[Input data]:
[Start of Attachment]

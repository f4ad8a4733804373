use crate::error::{ClusterError, ClusterResult};
use nalgebra::Vector3;

/// Orthorhombic simulation box as written in a LAMMPS dump header.
///
/// `boundaries` keeps the raw flags (`pp pp pp`, `pp pp fs`, ...). An axis is
/// periodic when its flag is `pp` or when no flag was given.
#[derive(Debug, Clone, PartialEq)]
pub struct SymBox {
    pub boundaries: String,
    pub xlo: f64,
    pub xhi: f64,
    pub ylo: f64,
    pub yhi: f64,
    pub zlo: f64,
    pub zhi: f64,
    periodic: [bool; 3],
}

fn parse_periodic(boundaries: &str) -> [bool; 3] {
    let mut flags = boundaries.split_whitespace();
    [(); 3].map(|_| flags.next().is_none_or(|flag| flag == "pp"))
}

impl SymBox {
    pub fn new(boundaries: &str, lo: [f64; 3], hi: [f64; 3]) -> Self {
        Self {
            boundaries: boundaries.trim().to_string(),
            xlo: lo[0],
            xhi: hi[0],
            ylo: lo[1],
            yhi: hi[1],
            zlo: lo[2],
            zhi: hi[2],
            periodic: parse_periodic(boundaries),
        }
    }

    /// Fully periodic box spanning `[0, L)` on every axis.
    pub fn orthorhombic(lengths: [f64; 3]) -> ClusterResult<Self> {
        let sym_box = Self::new("pp pp pp", [0.0; 3], lengths);
        sym_box.validate()?;
        Ok(sym_box)
    }

    pub fn validate(&self) -> ClusterResult<()> {
        match self
            .lengths()
            .iter()
            .copied()
            .enumerate()
            .find(|(_, length)| !(length.is_finite() && *length > 0.0))
        {
            Some((axis, length)) => Err(ClusterError::InvalidBox { axis, length }),
            None => Ok(()),
        }
    }

    #[inline]
    pub fn lo(&self) -> Vector3<f64> {
        Vector3::new(self.xlo, self.ylo, self.zlo)
    }

    #[inline]
    pub fn hi(&self) -> Vector3<f64> {
        Vector3::new(self.xhi, self.yhi, self.zhi)
    }

    #[inline]
    pub fn lengths(&self) -> Vector3<f64> {
        self.hi() - self.lo()
    }

    pub fn volume(&self) -> f64 {
        self.lengths().product()
    }

    #[inline]
    pub fn is_periodic(&self, axis: usize) -> bool {
        self.periodic[axis]
    }

    pub fn periodic(&self) -> [bool; 3] {
        self.periodic
    }

    /// Minimum image of a raw displacement.
    ///
    /// Each periodic component is shifted by a whole number of box lengths
    /// into `(-L/2, L/2]`, however many images away the input is.
    pub fn min_image(&self, mut d: Vector3<f64>) -> Vector3<f64> {
        let lengths = self.lengths();
        for axis in 0..3 {
            if self.periodic[axis] {
                let l = lengths[axis];
                d[axis] -= l * (d[axis] / l - 0.5).ceil();
            }
        }
        d
    }

    /// Minimum-image displacement pointing from `a` to `b`.
    #[inline]
    pub fn delta(&self, a: &Vector3<f64>, b: &Vector3<f64>) -> Vector3<f64> {
        self.min_image(b - a)
    }

    #[inline]
    pub fn distance_squared(&self, a: &Vector3<f64>, b: &Vector3<f64>) -> f64 {
        self.delta(a, b).norm_squared()
    }

    #[inline]
    pub fn distance(&self, a: &Vector3<f64>, b: &Vector3<f64>) -> f64 {
        self.distance_squared(a, b).sqrt()
    }

    /// Inclusive cutoff test under the minimum-image convention.
    #[inline]
    pub fn within(&self, a: &Vector3<f64>, b: &Vector3<f64>, cutoff: f64) -> bool {
        self.distance_squared(a, b) <= cutoff * cutoff
    }

    /// Maps a point into the primary cell along periodic axes.
    pub fn wrap(&self, mut point: Vector3<f64>) -> Vector3<f64> {
        let lo = self.lo();
        let lengths = self.lengths();
        for axis in 0..3 {
            if self.periodic[axis] {
                let l = lengths[axis];
                let w = (point[axis] - lo[axis]).rem_euclid(l);
                // rem_euclid can round up to exactly l for tiny negative inputs
                let w = if w < l { w } else { 0.0 };
                point[axis] = w + lo[axis];
            }
        }
        point
    }
}
use assert_float_eq::assert_float_absolute_eq;
use precipitate_util_rust::{
    ClusterConfig, ClusterOrder, Clusterizer, DumpReader, DumpTrajectory, Frame, FrameDriver,
    StatsOptions, SymBox, XYZ,
};
use std::collections::BTreeSet;
use std::io::Cursor;

struct XorShift(u64);

impl XorShift {
    fn next_f64(&mut self) -> f64 {
        self.0 ^= self.0 << 13;
        self.0 ^= self.0 >> 7;
        self.0 ^= self.0 << 17;
        (self.0 >> 11) as f64 / (1u64 << 53) as f64
    }
}

const LENGTHS: [f64; 3] = [10.0, 12.0, 9.0];
const CUTOFF: f64 = 1.1;

fn cloud(n: usize, seed: u64) -> Vec<XYZ> {
    let mut rng = XorShift(seed);
    (0..n)
        .map(|i| {
            let coords = LENGTHS.map(|l| rng.next_f64() * l);
            XYZ::from(coords, i)
        })
        .collect()
}

fn partition(atoms: &[XYZ], sym_box: &SymBox) -> Vec<Vec<usize>> {
    Clusterizer::new(atoms, sym_box, CUTOFF)
        .unwrap()
        .clusterize()
        .unwrap()
        .partition()
}

#[test]
fn test_partition_is_complete_and_disjoint() {
    let sym_box = SymBox::orthorhombic(LENGTHS).unwrap();
    let atoms = cloud(400, 0x9E37_79B9_7F4A_7C15);
    let clusters = partition(&atoms, &sym_box);
    let mut seen = clusters.iter().flatten().copied().collect::<Vec<_>>();
    seen.sort_unstable();
    assert_eq!(seen, (0..atoms.len()).collect::<Vec<_>>());
    let firsts = clusters.iter().map(|c| c[0]).collect::<Vec<_>>();
    assert!(firsts.windows(2).all(|w| w[0] < w[1]));
}

#[test]
fn test_separate_clusters_are_beyond_cutoff() {
    let sym_box = SymBox::orthorhombic(LENGTHS).unwrap();
    let atoms = cloud(300, 42);
    let clusters = partition(&atoms, &sym_box);
    let mut label = vec![0; atoms.len()];
    for (k, cluster) in clusters.iter().enumerate() {
        for &i in cluster {
            label[i] = k;
        }
    }
    for i in 0..atoms.len() {
        for j in i + 1..atoms.len() {
            if label[i] != label[j] {
                assert!(sym_box.distance(&atoms[i], &atoms[j]) > CUTOFF);
            }
        }
    }
}

#[test]
fn test_translation_invariance() {
    let sym_box = SymBox::orthorhombic(LENGTHS).unwrap();
    let atoms = cloud(300, 7);
    let shift = nalgebra::Vector3::new(3.3, -7.1, 25.0);
    let moved = atoms
        .iter()
        .map(|xyz| XYZ::with_point(sym_box.wrap(xyz.point() + shift), xyz.index()))
        .collect::<Vec<_>>();
    assert_eq!(partition(&atoms, &sym_box), partition(&moved, &sym_box));
}

#[test]
fn test_unwrapped_input_matches_wrapped() {
    let sym_box = SymBox::orthorhombic(LENGTHS).unwrap();
    let atoms = cloud(200, 99);
    let far = atoms
        .iter()
        .map(|xyz| {
            let image = nalgebra::Vector3::new(2.0 * LENGTHS[0], -3.0 * LENGTHS[1], LENGTHS[2]);
            XYZ::with_point(xyz.point() + image, xyz.index())
        })
        .collect::<Vec<_>>();
    assert_eq!(partition(&atoms, &sym_box), partition(&far, &sym_box));
}

#[test]
fn test_permutation_invariance_and_determinism() {
    let sym_box = SymBox::orthorhombic(LENGTHS).unwrap();
    let atoms = cloud(300, 1234);
    let mut shuffled = atoms.clone();
    shuffled.reverse();
    shuffled.rotate_left(17);
    let expected = partition(&atoms, &sym_box);
    assert_eq!(expected, partition(&shuffled, &sym_box));
    assert_eq!(expected, partition(&atoms, &sym_box));
}

#[test]
fn test_tiny_box_matches_brute_force_connectivity() {
    // Box shorter than twice the cutoff on two axes.
    let sym_box = SymBox::orthorhombic([2.0, 2.0, 20.0]).unwrap();
    let atoms = [
        [0.1, 0.1, 0.2],
        [1.9, 1.9, 0.7],
        [1.0, 1.0, 10.0],
        [0.2, 1.0, 10.5],
        [0.1, 0.1, 19.8],
    ]
    .iter()
    .enumerate()
    .map(|(i, &c)| XYZ::from(c, i))
    .collect::<Vec<_>>();
    assert_eq!(
        partition(&atoms, &sym_box),
        vec![vec![0, 1, 4], vec![2, 3]]
    );
}

const DUMP: &str = "ITEM: TIMESTEP
500
ITEM: NUMBER OF ATOMS
6
ITEM: BOX BOUNDS pp pp pp
0.0 10.0
0.0 10.0
0.0 10.0
ITEM: ATOMS id type x y z
1 2 0.5 5.0 5.0
2 2 9.6 5.0 5.0
3 1 9.0 5.0 5.0
4 2 5.0 5.0 5.0
5 2 5.0 6.0 5.0
6 2 5.0 7.0 5.0
";

#[test]
fn test_dump_to_statistics() {
    let snapshot = DumpReader::new(Cursor::new(DUMP)).next().unwrap().unwrap();
    let frame = Frame::from_snapshot(&snapshot, "type").unwrap();
    let config = ClusterConfig::new([2], 1.5)
        .with_order(ClusterOrder::BySize)
        .with_stats(StatsOptions {
            centroid: true,
            gyration: true,
            reference_volume: Some(10.0),
        });
    let driver = FrameDriver::new(config).unwrap();
    let result = driver.process_frame(0, &frame).unwrap();
    assert_eq!(result.summary.step, 500);
    assert_eq!(result.summary.candidates, 5);
    let sizes = result.stats.iter().map(|s| s.size).collect::<Vec<_>>();
    assert_eq!(sizes, vec![3, 2]);
    let pair = &result.stats[1];
    assert_eq!(pair.first_atom, 0);
    let centroid = pair.centroid.unwrap();
    assert_float_absolute_eq!(centroid.x, 0.05, 1e-9);
    assert_float_absolute_eq!(pair.radius_of_gyration.unwrap(), 0.45, 1e-9);
    let line = &result.stats[0];
    assert_float_absolute_eq!(line.centroid.unwrap().y, 6.0, 1e-9);
    assert!(line.equivalent_radius.unwrap() > pair.equivalent_radius.unwrap());
}

#[test]
fn test_species_outside_selection_never_cluster() {
    let snapshot = DumpReader::new(Cursor::new(DUMP)).next().unwrap().unwrap();
    let frame = Frame::from_snapshot(&snapshot, "type").unwrap();
    let atoms = frame.candidates(&BTreeSet::from([1]));
    let clusters = Clusterizer::new(&atoms, &frame.sym_box, 1.5)
        .unwrap()
        .clusterize()
        .unwrap();
    assert_eq!(clusters.partition(), vec![vec![2]]);
}

#[test]
fn test_trajectory_from_files() {
    let dir = std::env::temp_dir().join(format!("precipitate-{}", std::process::id()));
    std::fs::create_dir_all(&dir).unwrap();
    let first = dir.join("dump.0");
    let second = dir.join("dump.1");
    std::fs::write(&first, DUMP).unwrap();
    std::fs::write(&second, DUMP.replace("500", "1000")).unwrap();

    let mut trajectory = DumpTrajectory::new([first, second], "type");
    let driver = FrameDriver::new(ClusterConfig::new([2], 1.5).with_min_size(2)).unwrap();
    let report = driver.run(&mut trajectory).unwrap();
    std::fs::remove_dir_all(&dir).unwrap();

    let steps = report
        .frames
        .iter()
        .map(|f| f.summary.step)
        .collect::<Vec<_>>();
    assert_eq!(steps, vec![500, 1000]);
    assert!(report.skipped.is_empty());
    assert_eq!(report.distribution.frequency(2), 2);
    assert_eq!(report.distribution.frequency(3), 2);
    assert_float_absolute_eq!(report.frames[0].summary.mean_size, 2.5, 1e-12);
}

[End of Attachment]

[Exercise]:
From the records above, copy every line that holds the word "ClusterResult".

[Answer space]:
use crate::error::{ClusterError, ClusterResult};
    pub fn orthorhombic(lengths: [f64; 3]) -> ClusterResult<Self> {
    pub fn validate(&self) -> ClusterResult<()> {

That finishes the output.